= Beginning of Section =

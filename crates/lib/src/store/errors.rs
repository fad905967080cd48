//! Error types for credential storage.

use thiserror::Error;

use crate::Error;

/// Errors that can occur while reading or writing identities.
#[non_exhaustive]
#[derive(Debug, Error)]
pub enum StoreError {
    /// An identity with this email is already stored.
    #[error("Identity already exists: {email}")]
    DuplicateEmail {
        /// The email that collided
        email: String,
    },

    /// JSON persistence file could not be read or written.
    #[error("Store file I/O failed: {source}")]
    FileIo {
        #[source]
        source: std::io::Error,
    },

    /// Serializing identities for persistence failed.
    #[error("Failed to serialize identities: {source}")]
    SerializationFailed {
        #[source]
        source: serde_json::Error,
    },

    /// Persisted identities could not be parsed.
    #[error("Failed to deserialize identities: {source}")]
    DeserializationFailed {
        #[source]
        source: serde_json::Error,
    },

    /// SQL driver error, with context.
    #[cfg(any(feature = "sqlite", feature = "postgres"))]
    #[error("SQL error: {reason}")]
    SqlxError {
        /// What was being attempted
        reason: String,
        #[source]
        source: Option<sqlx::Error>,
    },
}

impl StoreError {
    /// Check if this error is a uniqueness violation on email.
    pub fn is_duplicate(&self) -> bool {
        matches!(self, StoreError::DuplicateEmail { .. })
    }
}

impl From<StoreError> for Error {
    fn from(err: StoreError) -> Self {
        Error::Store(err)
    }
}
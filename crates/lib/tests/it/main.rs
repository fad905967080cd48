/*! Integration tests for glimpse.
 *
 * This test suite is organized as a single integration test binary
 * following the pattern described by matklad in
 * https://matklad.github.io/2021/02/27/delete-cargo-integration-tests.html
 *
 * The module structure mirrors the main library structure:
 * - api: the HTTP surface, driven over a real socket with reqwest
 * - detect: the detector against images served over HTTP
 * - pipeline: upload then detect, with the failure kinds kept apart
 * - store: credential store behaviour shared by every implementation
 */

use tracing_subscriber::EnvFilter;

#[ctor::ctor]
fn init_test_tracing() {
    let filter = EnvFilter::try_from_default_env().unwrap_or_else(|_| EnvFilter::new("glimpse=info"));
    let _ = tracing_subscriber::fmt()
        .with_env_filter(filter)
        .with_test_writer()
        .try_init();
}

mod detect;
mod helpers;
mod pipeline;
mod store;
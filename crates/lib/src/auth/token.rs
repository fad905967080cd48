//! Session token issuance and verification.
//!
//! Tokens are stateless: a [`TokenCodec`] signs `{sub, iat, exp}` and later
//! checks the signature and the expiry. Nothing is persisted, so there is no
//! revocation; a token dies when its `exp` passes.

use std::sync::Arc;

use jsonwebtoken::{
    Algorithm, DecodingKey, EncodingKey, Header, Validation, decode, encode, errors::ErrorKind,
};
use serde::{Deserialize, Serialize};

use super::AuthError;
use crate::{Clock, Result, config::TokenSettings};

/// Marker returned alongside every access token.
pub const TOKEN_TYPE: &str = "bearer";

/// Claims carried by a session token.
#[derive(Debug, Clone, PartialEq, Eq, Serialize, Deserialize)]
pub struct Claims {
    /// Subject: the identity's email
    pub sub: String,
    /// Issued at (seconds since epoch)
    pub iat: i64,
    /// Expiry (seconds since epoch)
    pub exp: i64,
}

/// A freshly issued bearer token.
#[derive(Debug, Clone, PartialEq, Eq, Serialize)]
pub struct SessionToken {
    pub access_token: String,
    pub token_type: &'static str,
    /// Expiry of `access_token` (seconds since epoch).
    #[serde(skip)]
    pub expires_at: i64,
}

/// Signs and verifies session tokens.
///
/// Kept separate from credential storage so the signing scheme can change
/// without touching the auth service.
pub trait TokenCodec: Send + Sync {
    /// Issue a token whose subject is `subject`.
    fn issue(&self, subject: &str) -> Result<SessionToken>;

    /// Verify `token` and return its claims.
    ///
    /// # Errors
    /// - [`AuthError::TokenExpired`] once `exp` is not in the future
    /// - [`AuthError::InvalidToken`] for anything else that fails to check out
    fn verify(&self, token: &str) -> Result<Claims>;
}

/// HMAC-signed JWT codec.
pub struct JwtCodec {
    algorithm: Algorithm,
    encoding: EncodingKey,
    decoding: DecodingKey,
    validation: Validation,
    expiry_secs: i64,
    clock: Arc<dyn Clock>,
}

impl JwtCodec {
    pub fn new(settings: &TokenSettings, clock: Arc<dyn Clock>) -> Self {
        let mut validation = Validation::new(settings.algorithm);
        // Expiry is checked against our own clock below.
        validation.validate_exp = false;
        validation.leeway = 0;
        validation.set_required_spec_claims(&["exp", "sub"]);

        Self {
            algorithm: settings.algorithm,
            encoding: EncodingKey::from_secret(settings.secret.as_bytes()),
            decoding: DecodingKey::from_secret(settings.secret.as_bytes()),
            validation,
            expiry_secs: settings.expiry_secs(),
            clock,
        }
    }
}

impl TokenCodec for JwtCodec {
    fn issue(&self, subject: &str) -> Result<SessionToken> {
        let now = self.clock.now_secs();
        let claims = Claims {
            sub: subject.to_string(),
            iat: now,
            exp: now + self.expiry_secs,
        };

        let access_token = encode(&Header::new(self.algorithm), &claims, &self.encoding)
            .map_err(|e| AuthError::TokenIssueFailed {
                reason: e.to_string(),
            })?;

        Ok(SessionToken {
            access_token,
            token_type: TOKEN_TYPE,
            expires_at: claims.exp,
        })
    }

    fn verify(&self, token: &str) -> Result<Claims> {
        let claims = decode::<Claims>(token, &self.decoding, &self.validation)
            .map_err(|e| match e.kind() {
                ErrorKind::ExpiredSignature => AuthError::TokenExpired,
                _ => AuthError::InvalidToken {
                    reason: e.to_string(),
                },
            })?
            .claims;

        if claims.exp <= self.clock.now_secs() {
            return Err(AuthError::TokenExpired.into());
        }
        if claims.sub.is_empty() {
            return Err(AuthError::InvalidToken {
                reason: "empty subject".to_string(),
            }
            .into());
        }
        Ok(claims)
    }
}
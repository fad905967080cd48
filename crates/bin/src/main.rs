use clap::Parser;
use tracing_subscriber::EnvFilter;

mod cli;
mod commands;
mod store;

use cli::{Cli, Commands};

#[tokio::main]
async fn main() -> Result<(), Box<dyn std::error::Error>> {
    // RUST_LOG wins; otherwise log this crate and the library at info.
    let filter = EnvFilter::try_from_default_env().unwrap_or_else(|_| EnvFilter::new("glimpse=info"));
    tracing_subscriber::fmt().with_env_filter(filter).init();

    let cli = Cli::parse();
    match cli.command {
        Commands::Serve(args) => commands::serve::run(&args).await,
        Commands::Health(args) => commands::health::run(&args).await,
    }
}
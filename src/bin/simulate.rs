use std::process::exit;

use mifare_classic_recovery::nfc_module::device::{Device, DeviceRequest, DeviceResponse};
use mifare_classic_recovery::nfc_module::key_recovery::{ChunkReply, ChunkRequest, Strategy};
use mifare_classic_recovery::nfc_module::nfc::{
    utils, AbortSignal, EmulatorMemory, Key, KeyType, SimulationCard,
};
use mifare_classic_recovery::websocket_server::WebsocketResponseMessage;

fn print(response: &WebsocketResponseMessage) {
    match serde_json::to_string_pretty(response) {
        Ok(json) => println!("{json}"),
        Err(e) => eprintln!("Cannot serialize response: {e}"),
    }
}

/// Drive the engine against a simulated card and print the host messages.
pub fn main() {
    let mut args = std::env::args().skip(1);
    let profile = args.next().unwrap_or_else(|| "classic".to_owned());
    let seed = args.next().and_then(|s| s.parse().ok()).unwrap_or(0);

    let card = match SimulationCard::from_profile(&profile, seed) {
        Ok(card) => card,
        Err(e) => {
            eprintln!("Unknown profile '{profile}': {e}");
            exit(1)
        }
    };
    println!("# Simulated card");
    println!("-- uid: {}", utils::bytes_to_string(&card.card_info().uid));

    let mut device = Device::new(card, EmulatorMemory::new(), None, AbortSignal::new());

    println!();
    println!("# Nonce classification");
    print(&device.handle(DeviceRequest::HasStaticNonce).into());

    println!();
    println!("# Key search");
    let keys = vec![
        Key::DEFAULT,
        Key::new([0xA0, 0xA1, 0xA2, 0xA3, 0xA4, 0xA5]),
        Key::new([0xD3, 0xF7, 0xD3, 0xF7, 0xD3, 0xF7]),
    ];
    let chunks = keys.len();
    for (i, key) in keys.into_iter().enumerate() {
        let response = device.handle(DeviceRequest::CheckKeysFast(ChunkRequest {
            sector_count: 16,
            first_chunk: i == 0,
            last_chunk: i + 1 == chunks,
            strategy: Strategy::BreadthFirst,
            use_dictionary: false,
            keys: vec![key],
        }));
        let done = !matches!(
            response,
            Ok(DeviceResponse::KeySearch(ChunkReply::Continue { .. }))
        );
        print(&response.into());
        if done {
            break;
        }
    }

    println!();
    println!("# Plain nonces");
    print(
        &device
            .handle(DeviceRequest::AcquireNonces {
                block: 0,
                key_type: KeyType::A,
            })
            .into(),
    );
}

= End of Section =

• What you have to do
Everything above from the line containing "for credential storage." through the line containing "socket with reqwest" must be copied exactly. Nothing outside that range belongs in the answer.

• Completed exercise
//! Error types for credential storage.

use thiserror::Error;

use crate::Error;

/// Errors that can occur while reading or writing identities.
#[non_exhaustive]
#[derive(Debug, Error)]
pub enum StoreError {
    /// An identity with this email is already stored.
    #[error("Identity already exists: {email}")]
    DuplicateEmail {
        /// The email that collided
        email: String,
    },

    /// JSON persistence file could not be read or written.
    #[error("Store file I/O failed: {source}")]
    FileIo {
        #[source]
        source: std::io::Error,
    },

    /// Serializing identities for persistence failed.
    #[error("Failed to serialize identities: {source}")]
    SerializationFailed {
        #[source]
        source: serde_json::Error,
    },

    /// Persisted identities could not be parsed.
    #[error("Failed to deserialize identities: {source}")]
    DeserializationFailed {
        #[source]
        source: serde_json::Error,
    },

    /// SQL driver error, with context.
    #[cfg(any(feature = "sqlite", feature = "postgres"))]
    #[error("SQL error: {reason}")]
    SqlxError {
        /// What was being attempted
        reason: String,
        #[source]
        source: Option<sqlx::Error>,
    },
}

impl StoreError {
    /// Check if this error is a uniqueness violation on email.
    pub fn is_duplicate(&self) -> bool {
        matches!(self, StoreError::DuplicateEmail { .. })
    }
}

impl From<StoreError> for Error {
    fn from(err: StoreError) -> Self {
        Error::Store(err)
    }
}
filename crates/lib/tests/it/main.rs
repository fad905967080cd48
/*! Integration tests for glimpse.
 *
 * This test suite is organized as a single integration test binary
 * following the pattern described by matklad in
 * https://matklad.github.io/2021/02/27/delete-cargo-integration-tests.html
 *
 * The module structure mirrors the main library structure:
 * - api: the HTTP surface, driven over a real socket with reqwest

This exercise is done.